• **Task item**
Go through the data underneath and report how many lines hold the string "BatchRunner", giving only the number.
Entries shown: Begin
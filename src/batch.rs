//! Sequential batch driver.
//!
//! Processes specimen rows one at a time, strictly in order. Each specimen is
//! resolved and downloaded to completion before the next one starts. A
//! failure on one specimen is recorded and the batch moves on.

use std::fmt;
use std::path::{Path, PathBuf};

use tracing::{error, info, instrument, warn};

use crate::config::ScraperConfig;
use crate::download::{DownloadError, DownloadOutcome, ImageDownloader, SkipReason};
use crate::fetch::FetchError;
use crate::input::SpecimenRow;
use crate::sidecar::write_attribution_sidecar;
use crate::specimen::{SpecimenIdentity, SpecimenPipeline};

/// File extension of stored images.
pub const IMAGE_EXTENSION: &str = "tif";

/// Image path for a row index: `<image_dir>/<index>.tif`.
#[must_use]
pub fn image_path(image_dir: &Path, index: usize) -> PathBuf {
    image_dir.join(format!("{index}.{IMAGE_EXTENSION}"))
}

/// What happened to one specimen.
#[derive(Debug)]
pub enum SpecimenStatus {
    /// The download step ran (or was short-circuited) and reported an outcome.
    Outcome(DownloadOutcome),
    /// Resolution failed with a transport error; nothing was downloaded.
    ResolveFailed(FetchError),
    /// The image transfer or file write failed.
    DownloadFailed(DownloadError),
}

impl fmt::Display for SpecimenStatus {
    fn fmt(&self, f: &mut fmt::Formatter<'_>) -> fmt::Result {
        match self {
            Self::Outcome(outcome) => write!(f, "{outcome}"),
            Self::ResolveFailed(error) => write!(f, "resolution error: {error}"),
            Self::DownloadFailed(error) => write!(f, "download error: {error}"),
        }
    }
}

/// Per-specimen entry in a [`BatchReport`].
#[derive(Debug)]
pub struct SpecimenReport {
    /// Input row index.
    pub index: usize,
    /// Identity read from the row.
    pub identity: SpecimenIdentity,
    /// Outcome for this specimen.
    pub status: SpecimenStatus,
}

/// Summary of a batch run.
#[derive(Debug, Default)]
pub struct BatchReport {
    /// Per-specimen results in processing order.
    pub specimens: Vec<SpecimenReport>,
}

impl BatchReport {
    /// Number of images written in this run.
    #[must_use]
    pub fn succeeded(&self) -> usize {
        self.count(|status| matches!(status, SpecimenStatus::Outcome(o) if o.is_success()))
    }

    /// Number of specimens skipped (already downloaded or no picture).
    #[must_use]
    pub fn skipped(&self) -> usize {
        self.count(|status| matches!(status, SpecimenStatus::Outcome(DownloadOutcome::Skipped(_))))
    }

    /// Number of specimens whose image request returned a non-success status.
    #[must_use]
    pub fn failed(&self) -> usize {
        self.count(|status| {
            matches!(status, SpecimenStatus::Outcome(DownloadOutcome::Failed { .. }))
        })
    }

    /// Number of specimens aborted by a transport or filesystem error.
    #[must_use]
    pub fn errored(&self) -> usize {
        self.count(|status| {
            matches!(
                status,
                SpecimenStatus::ResolveFailed(_) | SpecimenStatus::DownloadFailed(_)
            )
        })
    }

    /// Total specimens processed.
    #[must_use]
    pub fn total(&self) -> usize {
        self.specimens.len()
    }

    fn count(&self, predicate: impl Fn(&SpecimenStatus) -> bool) -> usize {
        self.specimens
            .iter()
            .filter(|report| predicate(&report.status))
            .count()
    }
}

/// Drives resolution and download over many rows.
#[derive(Debug, Clone)]
pub struct BatchRunner {
    pipeline: SpecimenPipeline,
    downloader: ImageDownloader,
    image_dir: PathBuf,
    sidecar: bool,
}

impl BatchRunner {
    /// Creates a runner from explicit parts.
    #[must_use]
    pub fn new(
        pipeline: SpecimenPipeline,
        downloader: ImageDownloader,
        image_dir: impl Into<PathBuf>,
        sidecar: bool,
    ) -> Self {
        Self {
            pipeline,
            downloader,
            image_dir: image_dir.into(),
            sidecar,
        }
    }

    /// Creates a runner with clients and paths taken from `config`.
    ///
    /// # Errors
    ///
    /// Returns [`BatchSetupError`] if either HTTP client cannot be constructed.
    pub fn from_config(config: &ScraperConfig) -> Result<Self, BatchSetupError> {
        Ok(Self::new(
            SpecimenPipeline::new(config)?,
            ImageDownloader::new(config)?,
            config.image_dir(),
            config.sidecar,
        ))
    }

    /// Directory images are written to.
    #[must_use]
    pub fn image_dir(&self) -> &Path {
        &self.image_dir
    }

    /// Processes `rows` in order and reports each specimen.
    pub async fn run(&self, rows: &[SpecimenRow]) -> BatchReport {
        let mut report = BatchReport::default();
        for row in rows {
            let status = self.process(row).await;
            log_status(row, &status);
            report.specimens.push(SpecimenReport {
                index: row.index,
                identity: SpecimenIdentity::new(&row.genus, &row.species, &row.subspecies),
                status,
            });
        }
        info!(
            total = report.total(),
            succeeded = report.succeeded(),
            skipped = report.skipped(),
            failed = report.failed(),
            errored = report.errored(),
            "Batch complete"
        );
        report
    }

    #[instrument(skip(self, row), fields(index = row.index))]
    async fn process(&self, row: &SpecimenRow) -> SpecimenStatus {
        let destination = image_path(&self.image_dir, row.index);

        // Avoid the three page lookups entirely when the image is already on disk.
        if destination.exists() {
            return SpecimenStatus::Outcome(DownloadOutcome::Skipped(
                SkipReason::AlreadyDownloaded,
            ));
        }

        let result = match self
            .pipeline
            .build_result(&row.genus, &row.species, &row.subspecies)
            .await
        {
            Ok(result) => result,
            Err(error) => return SpecimenStatus::ResolveFailed(error),
        };

        let outcome = match result.download(&self.downloader, &destination).await {
            Ok(outcome) => outcome,
            Err(error) => return SpecimenStatus::DownloadFailed(error),
        };

        if self.sidecar
            && let Err(error) = write_attribution_sidecar(&result, &destination)
        {
            warn!(error = %error, "Failed to write attribution sidecar");
        }

        SpecimenStatus::Outcome(outcome)
    }
}

fn log_status(row: &SpecimenRow, status: &SpecimenStatus) {
    let specimen = format!("{} {} {}", row.genus, row.species, row.subspecies);
    match status {
        SpecimenStatus::Outcome(DownloadOutcome::Succeeded { path, bytes }) => {
            info!(index = row.index, specimen = %specimen, path = %path.display(), bytes, "Downloaded");
        }
        SpecimenStatus::Outcome(DownloadOutcome::Skipped(reason)) => {
            warn!(index = row.index, specimen = %specimen, reason = %reason, "Skipped");
        }
        SpecimenStatus::Outcome(DownloadOutcome::Failed { status }) => {
            warn!(index = row.index, specimen = %specimen, status, "Failed: download error");
        }
        SpecimenStatus::ResolveFailed(error) => {
            error!(index = row.index, specimen = %specimen, error = %error, "Resolution failed");
        }
        SpecimenStatus::DownloadFailed(error) => {
            error!(index = row.index, specimen = %specimen, error = %error, "Download failed");
        }
    }
}

/// Errors constructing a [`BatchRunner`].
#[derive(Debug, thiserror::Error)]
pub enum BatchSetupError {
    /// The page fetcher client could not be built.
    #[error(transparent)]
    Fetch(#[from] FetchError),
    /// The image downloader client could not be built.
    #[error(transparent)]
    Download(#[from] DownloadError),
}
Entries shown: End
• **Exercise result**
3